= The problem =
Repeat verbatim every line of the material, beginning at the line that holds "use clap::Args;" and ending at its last line.
----- Supplied data
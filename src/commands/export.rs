use super::{with_manager, FilterArgs};
use crate::libs::config::Config;
use crate::libs::export::{ExportFormat, ExportRequest, Exporter};
use crate::libs::messages::Message;
use crate::{msg_info, msg_success};
use anyhow::Result;
use clap::Args;
use serde_json::Value;
use std::path::PathBuf;

#[derive(Debug, Args)]
pub struct ExportArgs {
    /// Entity to export; omit with --prune
    #[arg(required_unless_present = "prune")]
    entity: Option<String>,
    #[arg(short = 'F', long, value_enum, default_value_t = ExportFormat::Csv)]
    format: ExportFormat,
    #[command(flatten)]
    filter: FilterArgs,
    /// Output file; defaults to the export directory
    #[arg(short, long)]
    output: Option<PathBuf>,
    #[arg(long)]
    user_id: Option<String>,
    /// Remove expired export files and their jobs
    #[arg(long)]
    prune: bool,
}

pub fn cmd(args: ExportArgs) -> Result<()> {
    let config = Config::read()?;

    with_manager(|manager| {
        let exporter = Exporter::from_config(manager, &config);

        if args.prune {
            let pruned = exporter.prune_expired()?;
            msg_info!(Message::ExportsPruned(pruned));
            if args.entity.is_none() {
                return Ok(());
            }
        }
        let Some(entity) = args.entity.clone() else {
            return Ok(());
        };

        msg_info!(Message::ExportStarted(entity.clone(), args.format.extension().to_uppercase()));
        let mut request = ExportRequest::new(entity, args.format).filters(args.filter.params()?);
        if let Some(output) = &args.output {
            request = request.output_path(output.clone());
        }
        if let Some(user_id) = &args.user_id {
            request = request.user_id(user_id.clone());
        }

        let job = exporter.export(&request)?;
        if let Some(Value::String(path)) = job.get("file_path") {
            msg_success!(Message::ExportCompleted(path.clone()));
        }
        Ok(())
    })
}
----------
= Your response =
use clap::Args;
use serde_json::Value;
use std::path::PathBuf;

#[derive(Debug, Args)]
pub struct ExportArgs {
    /// Entity to export; omit with --prune
    #[arg(required_unless_present = "prune")]
    entity: Option<String>,
    #[arg(short = 'F', long, value_enum, default_value_t = ExportFormat::Csv)]
    format: ExportFormat,
    #[command(flatten)]
    filter: FilterArgs,
    /// Output file; defaults to the export directory
    #[arg(short, long)]
    output: Option<PathBuf>,
    #[arg(long)]
    user_id: Option<String>,
    /// Remove expired export files and their jobs
    #[arg(long)]
    prune: bool,
}

pub fn cmd(args: ExportArgs) -> Result<()> {
    let config = Config::read()?;

    with_manager(|manager| {
        let exporter = Exporter::from_config(manager, &config);

        if args.prune {
            let pruned = exporter.prune_expired()?;
            msg_info!(Message::ExportsPruned(pruned));
            if args.entity.is_none() {
                return Ok(());
            }
        }
        let Some(entity) = args.entity.clone() else {
            return Ok(());
        };

        msg_info!(Message::ExportStarted(entity.clone(), args.format.extension().to_uppercase()));
        let mut request = ExportRequest::new(entity, args.format).filters(args.filter.params()?);
        if let Some(output) = &args.output {
            request = request.output_path(output.clone());
        }
        if let Some(user_id) = &args.user_id {
            request = request.user_id(user_id.clone());
        }

        let job = exporter.export(&request)?;
        if let Some(Value::String(path)) = job.get("file_path") {
            msg_success!(Message::ExportCompleted(path.clone()));
        }
        Ok(())
    })
}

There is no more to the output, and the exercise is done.